ACTIVITY: When a line in the entries contains the word "Medium", copy that line in full.

━━ INFORMATION PROVIDED

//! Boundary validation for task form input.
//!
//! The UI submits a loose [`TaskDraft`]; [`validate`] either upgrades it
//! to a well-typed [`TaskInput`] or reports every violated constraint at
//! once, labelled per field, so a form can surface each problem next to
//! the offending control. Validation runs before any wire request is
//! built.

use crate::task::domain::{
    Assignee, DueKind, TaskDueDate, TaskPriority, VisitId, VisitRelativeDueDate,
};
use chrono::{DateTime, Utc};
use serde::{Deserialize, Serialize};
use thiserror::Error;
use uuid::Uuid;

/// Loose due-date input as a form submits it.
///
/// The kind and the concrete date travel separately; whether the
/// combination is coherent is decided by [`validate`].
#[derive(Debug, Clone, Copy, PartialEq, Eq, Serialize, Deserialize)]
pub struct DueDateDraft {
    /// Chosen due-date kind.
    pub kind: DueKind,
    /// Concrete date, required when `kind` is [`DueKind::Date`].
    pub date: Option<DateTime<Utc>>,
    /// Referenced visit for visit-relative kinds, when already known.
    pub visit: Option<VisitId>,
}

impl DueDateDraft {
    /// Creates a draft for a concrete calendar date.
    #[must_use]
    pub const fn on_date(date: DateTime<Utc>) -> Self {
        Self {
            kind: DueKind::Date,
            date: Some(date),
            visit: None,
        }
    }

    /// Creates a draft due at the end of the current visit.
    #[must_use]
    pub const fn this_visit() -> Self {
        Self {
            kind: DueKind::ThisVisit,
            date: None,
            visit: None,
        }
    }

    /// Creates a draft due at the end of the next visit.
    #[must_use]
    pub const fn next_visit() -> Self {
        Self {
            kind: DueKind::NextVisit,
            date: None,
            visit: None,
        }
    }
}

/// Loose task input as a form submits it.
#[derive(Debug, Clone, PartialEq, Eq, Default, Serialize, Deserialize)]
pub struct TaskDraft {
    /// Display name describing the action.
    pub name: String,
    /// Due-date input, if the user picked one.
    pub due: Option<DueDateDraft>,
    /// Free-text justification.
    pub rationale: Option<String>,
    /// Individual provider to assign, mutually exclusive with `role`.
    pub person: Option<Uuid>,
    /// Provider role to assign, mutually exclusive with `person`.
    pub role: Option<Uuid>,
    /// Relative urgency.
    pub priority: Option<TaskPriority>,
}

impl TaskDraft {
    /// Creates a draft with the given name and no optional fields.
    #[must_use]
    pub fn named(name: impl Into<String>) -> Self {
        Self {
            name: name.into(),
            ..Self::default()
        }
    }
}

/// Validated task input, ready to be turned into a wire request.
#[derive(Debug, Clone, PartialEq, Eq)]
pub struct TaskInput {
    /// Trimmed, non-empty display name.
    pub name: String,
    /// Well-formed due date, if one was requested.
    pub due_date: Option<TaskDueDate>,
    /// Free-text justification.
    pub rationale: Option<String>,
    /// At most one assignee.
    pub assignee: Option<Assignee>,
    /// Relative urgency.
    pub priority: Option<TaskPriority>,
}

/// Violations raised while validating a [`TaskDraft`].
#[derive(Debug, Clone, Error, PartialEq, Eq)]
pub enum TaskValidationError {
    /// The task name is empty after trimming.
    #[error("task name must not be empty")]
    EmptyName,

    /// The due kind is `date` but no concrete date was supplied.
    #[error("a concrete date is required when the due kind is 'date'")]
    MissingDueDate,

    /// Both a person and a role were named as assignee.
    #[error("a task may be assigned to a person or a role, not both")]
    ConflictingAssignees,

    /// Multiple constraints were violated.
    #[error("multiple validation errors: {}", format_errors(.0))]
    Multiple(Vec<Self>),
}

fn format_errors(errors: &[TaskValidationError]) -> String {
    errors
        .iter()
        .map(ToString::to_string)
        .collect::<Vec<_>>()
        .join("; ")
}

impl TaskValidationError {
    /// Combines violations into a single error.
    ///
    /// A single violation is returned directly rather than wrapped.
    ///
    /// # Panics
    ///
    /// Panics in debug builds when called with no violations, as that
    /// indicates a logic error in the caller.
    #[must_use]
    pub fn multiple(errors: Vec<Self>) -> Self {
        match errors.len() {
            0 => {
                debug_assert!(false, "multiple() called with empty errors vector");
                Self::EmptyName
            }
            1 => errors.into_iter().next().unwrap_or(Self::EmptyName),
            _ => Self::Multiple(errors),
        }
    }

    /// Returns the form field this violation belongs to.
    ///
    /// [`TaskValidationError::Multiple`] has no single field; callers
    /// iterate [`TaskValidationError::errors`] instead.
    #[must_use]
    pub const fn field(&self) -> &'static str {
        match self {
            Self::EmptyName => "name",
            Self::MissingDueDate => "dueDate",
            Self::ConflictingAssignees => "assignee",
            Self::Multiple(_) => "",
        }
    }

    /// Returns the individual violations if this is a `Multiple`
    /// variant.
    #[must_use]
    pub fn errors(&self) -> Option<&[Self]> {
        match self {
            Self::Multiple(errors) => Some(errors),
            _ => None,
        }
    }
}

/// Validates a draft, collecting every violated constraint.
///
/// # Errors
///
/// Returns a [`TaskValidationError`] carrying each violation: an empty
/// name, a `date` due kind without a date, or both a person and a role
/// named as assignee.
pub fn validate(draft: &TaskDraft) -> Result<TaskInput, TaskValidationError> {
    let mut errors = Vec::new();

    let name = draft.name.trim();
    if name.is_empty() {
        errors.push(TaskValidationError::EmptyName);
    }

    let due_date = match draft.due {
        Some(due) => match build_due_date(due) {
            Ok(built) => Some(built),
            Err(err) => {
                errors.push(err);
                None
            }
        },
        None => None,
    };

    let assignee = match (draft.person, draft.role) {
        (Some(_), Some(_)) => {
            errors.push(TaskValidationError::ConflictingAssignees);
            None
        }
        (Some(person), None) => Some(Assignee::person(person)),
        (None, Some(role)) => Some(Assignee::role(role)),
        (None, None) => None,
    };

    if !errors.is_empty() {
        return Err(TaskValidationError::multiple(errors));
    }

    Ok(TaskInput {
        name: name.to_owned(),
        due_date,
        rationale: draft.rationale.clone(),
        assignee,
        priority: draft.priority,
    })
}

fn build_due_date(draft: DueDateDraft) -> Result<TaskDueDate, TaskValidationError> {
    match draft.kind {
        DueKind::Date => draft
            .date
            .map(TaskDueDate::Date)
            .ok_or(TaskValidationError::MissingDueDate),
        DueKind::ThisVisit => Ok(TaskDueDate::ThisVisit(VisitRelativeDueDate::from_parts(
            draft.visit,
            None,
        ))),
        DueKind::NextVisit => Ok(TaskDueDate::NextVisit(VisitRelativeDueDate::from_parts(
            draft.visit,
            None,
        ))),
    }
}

━━━━
━━ INFORMATION PROVIDED

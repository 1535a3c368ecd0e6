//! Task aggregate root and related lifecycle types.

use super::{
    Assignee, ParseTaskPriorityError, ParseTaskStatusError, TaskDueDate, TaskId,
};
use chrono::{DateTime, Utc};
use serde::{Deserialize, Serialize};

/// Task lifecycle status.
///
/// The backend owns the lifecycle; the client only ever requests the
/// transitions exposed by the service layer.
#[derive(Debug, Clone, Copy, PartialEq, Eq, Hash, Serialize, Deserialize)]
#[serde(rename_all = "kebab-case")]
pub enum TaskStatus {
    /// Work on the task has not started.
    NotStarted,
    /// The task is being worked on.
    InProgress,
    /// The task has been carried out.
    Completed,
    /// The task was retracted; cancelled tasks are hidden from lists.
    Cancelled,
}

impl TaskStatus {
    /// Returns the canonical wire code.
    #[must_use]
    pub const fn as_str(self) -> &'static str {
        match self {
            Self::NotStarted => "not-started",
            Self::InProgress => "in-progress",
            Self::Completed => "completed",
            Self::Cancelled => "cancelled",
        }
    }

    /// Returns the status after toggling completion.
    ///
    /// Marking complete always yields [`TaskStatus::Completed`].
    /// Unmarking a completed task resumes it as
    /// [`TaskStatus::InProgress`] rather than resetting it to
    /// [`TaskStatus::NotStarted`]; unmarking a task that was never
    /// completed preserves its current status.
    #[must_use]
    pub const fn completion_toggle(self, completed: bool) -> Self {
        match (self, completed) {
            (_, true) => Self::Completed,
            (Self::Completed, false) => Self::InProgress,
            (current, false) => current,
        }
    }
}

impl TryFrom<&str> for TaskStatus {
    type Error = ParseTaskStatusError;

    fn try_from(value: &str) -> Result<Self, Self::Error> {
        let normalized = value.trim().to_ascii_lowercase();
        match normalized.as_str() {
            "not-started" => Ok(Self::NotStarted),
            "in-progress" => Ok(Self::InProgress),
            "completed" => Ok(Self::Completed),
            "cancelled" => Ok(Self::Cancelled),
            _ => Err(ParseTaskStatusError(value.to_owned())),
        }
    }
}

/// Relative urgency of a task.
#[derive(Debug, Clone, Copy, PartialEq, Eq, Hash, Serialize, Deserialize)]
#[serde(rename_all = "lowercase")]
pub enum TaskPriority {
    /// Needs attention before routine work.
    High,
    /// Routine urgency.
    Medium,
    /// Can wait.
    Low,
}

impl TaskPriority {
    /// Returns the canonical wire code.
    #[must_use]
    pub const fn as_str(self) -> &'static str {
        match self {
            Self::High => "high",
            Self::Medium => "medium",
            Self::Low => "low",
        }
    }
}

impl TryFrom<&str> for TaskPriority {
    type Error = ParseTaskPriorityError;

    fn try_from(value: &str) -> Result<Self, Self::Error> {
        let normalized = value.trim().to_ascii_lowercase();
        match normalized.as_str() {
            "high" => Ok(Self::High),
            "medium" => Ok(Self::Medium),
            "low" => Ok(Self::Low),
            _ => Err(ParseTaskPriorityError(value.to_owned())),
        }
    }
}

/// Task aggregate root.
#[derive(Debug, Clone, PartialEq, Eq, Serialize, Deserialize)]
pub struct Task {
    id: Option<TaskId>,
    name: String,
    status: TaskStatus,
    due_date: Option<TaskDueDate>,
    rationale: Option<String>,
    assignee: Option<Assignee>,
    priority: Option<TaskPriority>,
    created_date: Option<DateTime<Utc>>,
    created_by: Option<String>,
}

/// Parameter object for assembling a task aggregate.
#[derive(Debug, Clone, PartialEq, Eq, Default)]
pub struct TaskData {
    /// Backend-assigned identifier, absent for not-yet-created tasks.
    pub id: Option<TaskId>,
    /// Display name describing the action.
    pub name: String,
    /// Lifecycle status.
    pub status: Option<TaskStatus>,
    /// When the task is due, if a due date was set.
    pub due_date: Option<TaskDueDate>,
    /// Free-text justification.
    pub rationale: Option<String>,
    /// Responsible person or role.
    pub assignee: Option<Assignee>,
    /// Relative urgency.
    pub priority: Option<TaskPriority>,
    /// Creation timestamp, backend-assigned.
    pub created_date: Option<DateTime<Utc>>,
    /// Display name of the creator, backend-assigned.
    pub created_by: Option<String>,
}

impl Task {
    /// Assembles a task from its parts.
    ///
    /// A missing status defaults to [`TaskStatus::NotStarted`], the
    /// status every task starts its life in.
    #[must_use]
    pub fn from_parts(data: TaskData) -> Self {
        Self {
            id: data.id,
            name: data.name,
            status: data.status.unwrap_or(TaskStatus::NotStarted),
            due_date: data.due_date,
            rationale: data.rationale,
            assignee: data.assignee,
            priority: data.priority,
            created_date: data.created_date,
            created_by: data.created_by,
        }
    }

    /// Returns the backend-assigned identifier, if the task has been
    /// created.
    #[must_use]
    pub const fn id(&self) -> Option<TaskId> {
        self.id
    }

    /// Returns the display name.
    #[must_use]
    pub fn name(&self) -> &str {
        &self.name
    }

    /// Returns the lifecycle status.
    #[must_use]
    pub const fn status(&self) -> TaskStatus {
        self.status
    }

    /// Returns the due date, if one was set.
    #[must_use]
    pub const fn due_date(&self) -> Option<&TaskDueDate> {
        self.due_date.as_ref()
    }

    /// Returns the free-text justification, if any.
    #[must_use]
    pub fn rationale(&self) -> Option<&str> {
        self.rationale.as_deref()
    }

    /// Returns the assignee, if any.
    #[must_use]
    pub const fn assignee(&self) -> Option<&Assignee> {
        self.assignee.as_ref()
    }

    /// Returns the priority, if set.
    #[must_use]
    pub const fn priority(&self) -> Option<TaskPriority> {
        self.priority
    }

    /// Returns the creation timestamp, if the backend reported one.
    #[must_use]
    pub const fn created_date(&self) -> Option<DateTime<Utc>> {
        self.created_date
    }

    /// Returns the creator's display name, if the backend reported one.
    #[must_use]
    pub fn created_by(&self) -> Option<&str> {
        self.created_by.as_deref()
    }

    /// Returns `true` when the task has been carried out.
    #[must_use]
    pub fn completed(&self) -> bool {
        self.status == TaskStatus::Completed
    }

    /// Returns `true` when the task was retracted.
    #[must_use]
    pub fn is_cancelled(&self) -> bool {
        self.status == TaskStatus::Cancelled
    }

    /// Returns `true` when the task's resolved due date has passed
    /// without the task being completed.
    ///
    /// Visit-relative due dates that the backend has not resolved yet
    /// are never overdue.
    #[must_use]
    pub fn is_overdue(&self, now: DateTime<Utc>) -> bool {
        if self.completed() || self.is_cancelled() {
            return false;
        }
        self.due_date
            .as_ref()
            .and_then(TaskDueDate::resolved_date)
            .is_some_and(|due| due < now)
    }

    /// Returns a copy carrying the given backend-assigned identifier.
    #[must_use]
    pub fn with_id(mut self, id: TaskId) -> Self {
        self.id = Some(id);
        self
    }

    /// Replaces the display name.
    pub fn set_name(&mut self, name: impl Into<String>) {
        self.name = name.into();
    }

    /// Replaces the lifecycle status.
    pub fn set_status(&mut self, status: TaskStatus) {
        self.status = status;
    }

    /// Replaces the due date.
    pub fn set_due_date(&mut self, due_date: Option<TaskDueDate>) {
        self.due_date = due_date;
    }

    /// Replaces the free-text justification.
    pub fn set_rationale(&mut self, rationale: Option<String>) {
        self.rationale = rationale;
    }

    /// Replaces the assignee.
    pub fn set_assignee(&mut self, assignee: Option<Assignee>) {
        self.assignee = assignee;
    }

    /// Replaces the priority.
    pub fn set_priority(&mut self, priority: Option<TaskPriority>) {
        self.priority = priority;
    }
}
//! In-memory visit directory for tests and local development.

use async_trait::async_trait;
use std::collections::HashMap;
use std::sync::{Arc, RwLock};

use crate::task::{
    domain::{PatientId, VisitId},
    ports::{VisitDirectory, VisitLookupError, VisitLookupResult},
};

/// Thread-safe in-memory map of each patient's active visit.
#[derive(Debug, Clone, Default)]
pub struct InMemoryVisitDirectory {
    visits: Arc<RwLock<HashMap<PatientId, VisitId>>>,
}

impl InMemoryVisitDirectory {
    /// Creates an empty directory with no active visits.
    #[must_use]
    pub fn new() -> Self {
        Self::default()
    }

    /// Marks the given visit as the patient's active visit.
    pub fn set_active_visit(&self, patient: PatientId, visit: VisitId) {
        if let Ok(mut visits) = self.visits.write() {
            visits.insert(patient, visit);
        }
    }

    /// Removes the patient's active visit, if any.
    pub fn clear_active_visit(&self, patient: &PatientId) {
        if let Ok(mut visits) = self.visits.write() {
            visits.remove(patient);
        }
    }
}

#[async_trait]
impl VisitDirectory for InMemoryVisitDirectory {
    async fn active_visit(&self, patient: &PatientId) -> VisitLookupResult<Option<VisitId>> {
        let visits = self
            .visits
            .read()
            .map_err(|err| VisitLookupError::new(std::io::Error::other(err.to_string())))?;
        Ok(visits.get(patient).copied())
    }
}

━━━━

EXERCISE OUTPUT:
    Medium,
            Self::Medium => "medium",
            "medium" => Ok(Self::Medium),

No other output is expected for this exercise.